5. Юность. Алтай. Наумово

Ирина Фихтнер
               
                -4-

     Находились и здесь парни, желающие проводить меня домой, но мне никто не нравился. А может быть первое время я стеснялась незнакомого общества. Ещё в начале моего приезда мне понравился один парень, но он в встречался с луговской девушкой. Бывало, иду я со второй смены в 12 часов ночи, уже прошла железную дорогу, лес, поднимаюсь в гору по протоптанной дорожке. Выхожу на дорогу, а навстречу - парочка. Этот парень провожает свою девушку из Наумово в Луговое. В апреле, когда мы всей семьёй жили в отремонтированном доме, меня встречал с работы, со второй смены один наумовский парень. Я забегала домой, говорила маме, что схожу на луг, переодевалась. Ночь - а на лугу полно молодёжи, поют, танцуют. Мне кажется, тогда люди, особенно молодёжь, открыто радовались жизни, не было ни зависти, ни злобы.

     Начиналось новое время - 11 лет прошло после войны. На пустом месте выстроили новый клуб! В субботу и в воскресенье, иногда в плохую погоду туда со всей деревни подтягивались жители. На потолке висели керосиновые фонари, ведь электричества ещё не было. В большом помещении вдоль стен поставили скамейки. Собиралась молодёжь и родители молодых людей. Хотя родители, в основном, состояли из одной матери-вдовы. Где были мужья? Кто расстрелян перед войной, кто погиб на фронте, а кто умер от голода и непосильной работы в трудармии. Осталась одна радость у этих ещё молодых вдов - их дети, у кого двое, а у кого всего один ребёнок. Почти все дети войны - полусироты или сироты. Действительно, с горем пополам за эти десять лет, дети выросли, превратились в красивых парней и девушек. В каждодневной суете, в колхозе, дома ли, женщины и не видели своих повзрослевших детей. Здесь, в клубе, они могли полюбоваться на сыновей, дочерей, отдохнуть, поговорить, всплакнуть, вспоминая свою молодость и своих любимых мужей, так рано ушедших навсегда. Нам, молодым, тоже находилось место в просторном помещении. Удивительно, но зазвучала музыка - нашлись гармонисты, откуда-то появились и гармошки.

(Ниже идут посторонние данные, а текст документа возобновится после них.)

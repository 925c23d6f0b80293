use std::result::Result;
use std::sync::{Arc, Mutex};
use std::time::Duration;

use crate::extract::{State, Text};

use super::{eventually, init_logging, *};

/// Shared attempt counter, handed to handlers as broker state.
type Attempts = Arc<Mutex<u32>>;

fn attempts_of(attempts: &Attempts) -> u32 {
    *attempts.lock().unwrap()
}

/// A handler that fails its first two attempts and succeeds on the third.
async fn flaky(state: State<Attempts>, Text(_text): Text) -> Result<String, HandlerError> {
    let mut attempts = state.lock().unwrap();
    *attempts += 1;
    if *attempts < 3 {
        Err(HandlerError::failed("not yet"))
    } else {
        Ok("done".into())
    }
}

async fn always_fails(state: State<Attempts>, Text(_text): Text) -> Result<(), HandlerError> {
    *state.lock().unwrap() += 1;
    Err(HandlerError::failed("broken"))
}

async fn skips(state: State<Attempts>, Text(_text): Text) -> Result<(), HandlerError> {
    *state.lock().unwrap() += 1;
    Err(HandlerError::Skip)
}

/// Short intervals so requeue cycles settle quickly.
fn with_retry(retry: impl Into<RetryPolicy>) -> HandlerConfig {
    HandlerConfig::new()
        .with_retry(retry)
        .with_wait_interval(Duration::from_millis(50))
}

#[tokio::test]
async fn failing_handler_is_retried_until_it_succeeds() {
    init_logging();
    let attempts: Attempts = Default::default();
    let broker = Broker::new(MemoryTransport::new())
        .state(attempts.clone())
        .handler_with_config("q", flaky, with_retry(3u32));
    broker.start().await.unwrap();

    broker.publish("x", "q").await.unwrap();

    eventually(|| attempts_of(&attempts) == 3).await;
    eventually(|| broker.transport().queue_depth("q") == 0 && broker.transport().in_flight() == 0)
        .await;

    // Success on attempt three: acked, no further deliveries.
    tokio::time::sleep(Duration::from_millis(150)).await;
    assert_eq!(attempts_of(&attempts), 3);

    broker.close().await.unwrap();
}

#[tokio::test]
async fn poison_message_is_dropped_after_exhausting_retries() {
    init_logging();
    let attempts: Attempts = Default::default();
    let broker = Broker::new(MemoryTransport::new())
        .state(attempts.clone())
        .handler_with_config("q", always_fails, with_retry(2u32));
    broker.start().await.unwrap();

    broker.publish("x", "q").await.unwrap();

    // Initial delivery plus two retries.
    eventually(|| attempts_of(&attempts) == 3).await;
    eventually(|| broker.transport().queue_depth("q") == 0 && broker.transport().in_flight() == 0)
        .await;

    // Dropped, not redelivered.
    tokio::time::sleep(Duration::from_millis(150)).await;
    assert_eq!(attempts_of(&attempts), 3);

    broker.close().await.unwrap();
}

#[tokio::test]
async fn retries_disabled_drops_on_the_first_failure() {
    init_logging();
    let attempts: Attempts = Default::default();
    let broker = Broker::new(MemoryTransport::new())
        .state(attempts.clone())
        .handler_with_config("q", always_fails, with_retry(false));
    broker.start().await.unwrap();

    broker.publish("x", "q").await.unwrap();

    eventually(|| attempts_of(&attempts) == 1).await;
    eventually(|| broker.transport().queue_depth("q") == 0 && broker.transport().in_flight() == 0)
        .await;

    tokio::time::sleep(Duration::from_millis(150)).await;
    assert_eq!(attempts_of(&attempts), 1);

    broker.close().await.unwrap();
}

#[tokio::test]
async fn skip_acks_without_counting_a_failure() {
    init_logging();
    let attempts: Attempts = Default::default();
    let broker = Broker::new(MemoryTransport::new())
        .state(attempts.clone())
        .handler_with_config("q", skips, with_retry(5u32));
    broker.start().await.unwrap();

    broker.publish("x", "q").await.unwrap();

    eventually(|| attempts_of(&attempts) == 1).await;
    eventually(|| broker.transport().queue_depth("q") == 0 && broker.transport().in_flight() == 0)
        .await;

    // Skipped means acked and dropped: exactly one delivery.
    tokio::time::sleep(Duration::from_millis(150)).await;
    assert_eq!(attempts_of(&attempts), 1);

    broker.close().await.unwrap();
}

#[tokio::test]
async fn invalid_payloads_take_the_failure_path() {
    init_logging();
    let attempts: Attempts = Default::default();

    // Counts every delivery, then demands a number the payload is not.
    async fn wants_a_number(
        state: State<Attempts>,
        Text(text): Text,
    ) -> Result<String, HandlerError> {
        *state.lock().unwrap() += 1;
        let number: i64 = text
            .parse()
            .map_err(|_| HandlerError::failed(format!("not a number: {text:?}")))?;
        Ok(format!("got {number}"))
    }

    let broker = Broker::new(MemoryTransport::new())
        .state(attempts.clone())
        .handler_with_config("q", wants_a_number, with_retry(1u32));
    broker.start().await.unwrap();

    broker.publish("definitely not a number", "q").await.unwrap();

    // The bad payload fails the handler on both deliveries, then is dropped.
    eventually(|| attempts_of(&attempts) == 2).await;
    eventually(|| broker.transport().queue_depth("q") == 0 && broker.transport().in_flight() == 0)
        .await;

    broker.close().await.unwrap();
}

     В Наумово депортировали много семей из Гоффенталя, из Ростовской области. Возможно, им в своё время удалось привезти музыкальные инструменты. В деревне жили две мои тёти - Каролина и Паулина Клинк, возрастом примерно по 55-57 лет. Они всюду приходили играть со своей гармошкой и с бубном. Устраивали концерты в клубе, вечера с танцами, песнями: русскими и немецкими, частушками. Какие вальсы играли! Тётушек приглашали играть на свадьбах в Наумово и в других деревнях. Подрастали ребятишки. У кого обнаруживался музыкальный слух, приходили брали уроки музыки у тёти Каролины. К этому времени местное население привыкло к немцам, сдружились дети, молодёжь, да и взрослые постепенно преодолевали неприязнь друг к другу.

     В кругу молодёжи образовывались пары. Молодые стеснялись своих матерей и друг друга. В обществе, в клубе, не показывали вида, что что-то их связывает. Парни провожали  девчонок домой, постоят вдвоём и расходятся. Утром рано нужно идти на работу. Я чувствовала, что с каждым днём моя жизнь меняется, словно кто-то невидимый направлял её в надлежащее русло. О своих душевных терзаниях, сомнениях, страхах я не рассказывала никому. Мамы своей стеснялась, у нас в семье как-то и не принято было говорить о своих чувствах. Молча страдала, переживала, но не знал об этом никто - ни сестра Маша, ни самая близкая подруга тех лет Эрна.
 
     Меня встречал с работы уже другой парень, в клубе мы держались вместе, провожал домой, но не нравился он мне так же, как и первый. Я быстро и с ним распрощалась. Находились и другие провожатые, и наумовские парни, и луговские. В конце концов, мне надоели все ухаживания, в клуб я ходить перестала. В глазах всё время стоял тот парень, который провожал луговскую девушку. Но ни одна живая душа не знала об этом. К Эрне ребята тоже подходили. В одно время она подружилась с парнем, но вида ему не показывала, что ей нравится другой. Вот такие мы были зажатые, стеснительные, боялись говорить и даже думать о своих чувствах.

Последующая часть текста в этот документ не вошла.